In [1]:
# weather_fetch_safe.py
import requests
import pandas as pd
import os
from datetime import datetime, timedelta
import time

API_URL = "https://archive-api.open-meteo.com/v1/archive"
LATITUDE = 5.3173
LONGITUDE = 75.7139
OUT_DIR = "data/raw"
os.makedirs(OUT_DIR, exist_ok=True)
OUT_CSV = os.path.join(OUT_DIR, "weather_historical.csv")

# Choose your date range (note: adjust if you really want "last 10 years")
START_DATE = "1998-01-01"
END_DATE = datetime.now().strftime("%Y-%m-%d")
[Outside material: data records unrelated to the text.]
/// Reaction endpoints: the like/dislike toggles per (user, post) pair
///
/// All four take the pair in the path and answer a success boolean; unknown
/// user or post is a 404, repeating the current reaction a 409.
use actix_web::{web, HttpResponse};
use serde::Serialize;
use uuid::Uuid;

use crate::error::Result;
use crate::services::ReactionService;

#[derive(Debug, Serialize)]
pub struct ReactionResponse {
    pub success: bool,
}

/// POST /posts/{post_id}/like/{user_id}
pub async fn like_post(
    reactions: web::Data<ReactionService>,
    path: web::Path<(Uuid, Uuid)>,
) -> Result<HttpResponse> {
    let (post_id, user_id) = path.into_inner();
    reactions.like(user_id, post_id).await?;

    Ok(HttpResponse::Ok().json(ReactionResponse { success: true }))
}

/// DELETE /posts/{post_id}/like/{user_id}
pub async fn unlike_post(
    reactions: web::Data<ReactionService>,
    path: web::Path<(Uuid, Uuid)>,
) -> Result<HttpResponse> {
    let (post_id, user_id) = path.into_inner();
    reactions.unlike(user_id, post_id).await?;

    Ok(HttpResponse::Ok().json(ReactionResponse { success: true }))
}

/// POST /posts/{post_id}/dislike/{user_id}
pub async fn dislike_post(
    reactions: web::Data<ReactionService>,
    path: web::Path<(Uuid, Uuid)>,
) -> Result<HttpResponse> {
    let (post_id, user_id) = path.into_inner();
    reactions.dislike(user_id, post_id).await?;

    Ok(HttpResponse::Ok().json(ReactionResponse { success: true }))
}

/// DELETE /posts/{post_id}/dislike/{user_id}
pub async fn undislike_post(
    reactions: web::Data<ReactionService>,
    path: web::Path<(Uuid, Uuid)>,
) -> Result<HttpResponse> {
    let (post_id, user_id) = path.into_inner();
    reactions.undislike(user_id, post_id).await?;

    Ok(HttpResponse::Ok().json(ReactionResponse { success: true }))
}
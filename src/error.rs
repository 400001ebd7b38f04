use actix_web::{error::ResponseError, http::StatusCode, HttpResponse};
use serde::Serialize;
use thiserror::Error;

pub type Result<T> = std::result::Result<T, AppError>;

#[derive(Debug, Error)]
pub enum AppError {
    #[error("Database error: {0}")]
    Database(#[from] sqlx::Error),

    #[error("Validation error: {0}")]
    Validation(String),

    #[error("Authentication error: {0}")]
    Authentication(String),

    #[error("Not found: {0}")]
    NotFound(String),

    #[error("Conflict: {0}")]
    Conflict(String),

    #[error("Upstream error: {0}")]
    Upstream(String),

    #[error("Internal server error: {0}")]
    Internal(String),

    #[error("Bad request: {0}")]
    BadRequest(String),
}

#[derive(Serialize)]
struct ErrorResponse {
    error: String,
    message: String,
}

impl ResponseError for AppError {
    fn status_code(&self) -> StatusCode {
        match self {
            AppError::Database(_) => StatusCode::INTERNAL_SERVER_ERROR,
            AppError::Validation(_) => StatusCode::BAD_REQUEST,
            AppError::Authentication(_) => StatusCode::UNAUTHORIZED,
            AppError::NotFound(_) => StatusCode::NOT_FOUND,
            AppError::Conflict(_) => StatusCode::CONFLICT,
            AppError::Upstream(_) => StatusCode::BAD_GATEWAY,
            AppError::Internal(_) => StatusCode::INTERNAL_SERVER_ERROR,
            AppError::BadRequest(_) => StatusCode::BAD_REQUEST,
        }
    }

    fn error_response(&self) -> HttpResponse {
        let status_code = self.status_code();
        let error_type = match self {
            AppError::Database(_) => "DATABASE_ERROR",
            AppError::Validation(_) => "VALIDATION_ERROR",
            AppError::Authentication(_) => "AUTHENTICATION_ERROR",
            AppError::NotFound(_) => "NOT_FOUND",
            AppError::Conflict(_) => "CONFLICT",
            AppError::Upstream(_) => "UPSTREAM_ERROR",
            AppError::Internal(_) => "INTERNAL_ERROR",
            AppError::BadRequest(_) => "BAD_REQUEST",
        };

        // Server-side failures are logged in full but answered with a generic
        // message so storage/subprocess details never reach the client.
        let message = if status_code.is_server_error() {
            tracing::error!(error = %self, "request failed");
            match self {
                AppError::Upstream(_) => "upstream service failed".to_string(),
                _ => "internal server error".to_string(),
            }
        } else {
            self.to_string()
        };

        HttpResponse::build(status_code).json(ErrorResponse {
            error: error_type.to_string(),
            message,
        })
    }
}

impl From<validator::ValidationErrors> for AppError {
    fn from(errors: validator::ValidationErrors) -> Self {
        AppError::Validation(errors.to_string())
    }
}

/// PostgreSQL unique-constraint violations get reported as conflicts
/// ("already reacted", "email taken") rather than as storage failures.
pub fn is_unique_violation(err: &sqlx::Error) -> bool {
    matches!(err, sqlx::Error::Database(db) if db.code().as_deref() == Some("23505"))
}

#[cfg(test)]
mod tests {
    use super::*;

    #[test]
    fn client_errors_keep_their_message() {
        let err = AppError::NotFound("post not found".to_string());
        assert_eq!(err.status_code(), StatusCode::NOT_FOUND);
        assert!(err.to_string().contains("post not found"));
    }

    #[test]
    fn conflict_maps_to_409() {
        let err = AppError::Conflict("already liked".to_string());
        assert_eq!(err.status_code(), StatusCode::CONFLICT);
    }

    #[test]
    fn upstream_maps_to_502() {
        let err = AppError::Upstream("yt-dlp exited with status 1".to_string());
        assert_eq!(err.status_code(), StatusCode::BAD_GATEWAY);
    }
}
# daily variables as comma-joined string (safe)
daily_vars = ",".join([
    "temperature_2m_max",
    "temperature_2m_min",
    "precipitation_sum",
    "rain_sum",
    "sunshine_duration"
])

def daterange_year_chunks(start_date_str, end_date_str):
    start = datetime.fromisoformat(start_date_str)
    end = datetime.fromisoformat(end_date_str)
    cur = start
    while cur < end:
        # chunk by one calendar year
        chunk_end = datetime(cur.year, 12, 31)
        if chunk_end > end:
            chunk_end = end
        yield cur.strftime("%Y-%m-%d"), chunk_end.strftime("%Y-%m-%d")
        cur = chunk_end + timedelta(days=1)

rows = []
for chunk_start, chunk_end in daterange_year_chunks(START_DATE, END_DATE):
    params = {
        "latitude": LATITUDE,
        "longitude": LONGITUDE,
        "start_date": chunk_start,
        "end_date": chunk_end,
        "daily": daily_vars,
        "timezone": "auto"
    }
    # simple retry/backoff
    for attempt in range(4):
        try:
            r = requests.get(API_URL, params=params, timeout=60)
            r.raise_for_status()
            payload = r.json()
            if 'daily' not in payload:
                raise ValueError("No 'daily' in API response: " + str(payload)[:200])
            d = payload['daily']
            # map fields safely; check presence
            needed = ['time', 'temperature_2m_max', 'temperature_2m_min', 'precipitation_sum', 'rain_sum', 'sunshine_duration']
            for key in needed:
                if key not in d:
                    raise KeyError(f"Missing key in daily: {key}")
            for i, dt in enumerate(d['time']):
                rows.append({
                    'date': dt,
                    'temp_max_C': d['temperature_2m_max'][i],
                    'temp_min_C': d['temperature_2m_min'][i],
                    'precip_mm': d['precipitation_sum'][i],
                    'rain_mm': d['rain_sum'][i],
                    'sunshine_s': d['sunshine_duration'][i]
                })
            time.sleep(0.2)  # be polite
            break
        except (requests.RequestException, ValueError, KeyError) as e:
            wait = 2 ** attempt
            print(f"Attempt {attempt+1} failed for {chunk_start} to {chunk_end}: {e}. Retrying in {wait}s.")
            time.sleep(wait)
    else:
        raise RuntimeError(f"Failed to fetch data for {chunk_start}..{chunk_end}")

# build DataFrame
df = pd.DataFrame(rows)
# convert types and compute derived columns
df['date'] = pd.to_datetime(df['date'])
df = df.sort_values('date').reset_index(drop=True)
df['sunshine_h'] = df['sunshine_s'] / 3600.0
df = df.drop(columns=['sunshine_s'])

# save
df.to_csv(OUT_CSV, index=False)
print(f"Saved {len(df)} daily rows to {OUT_CSV}")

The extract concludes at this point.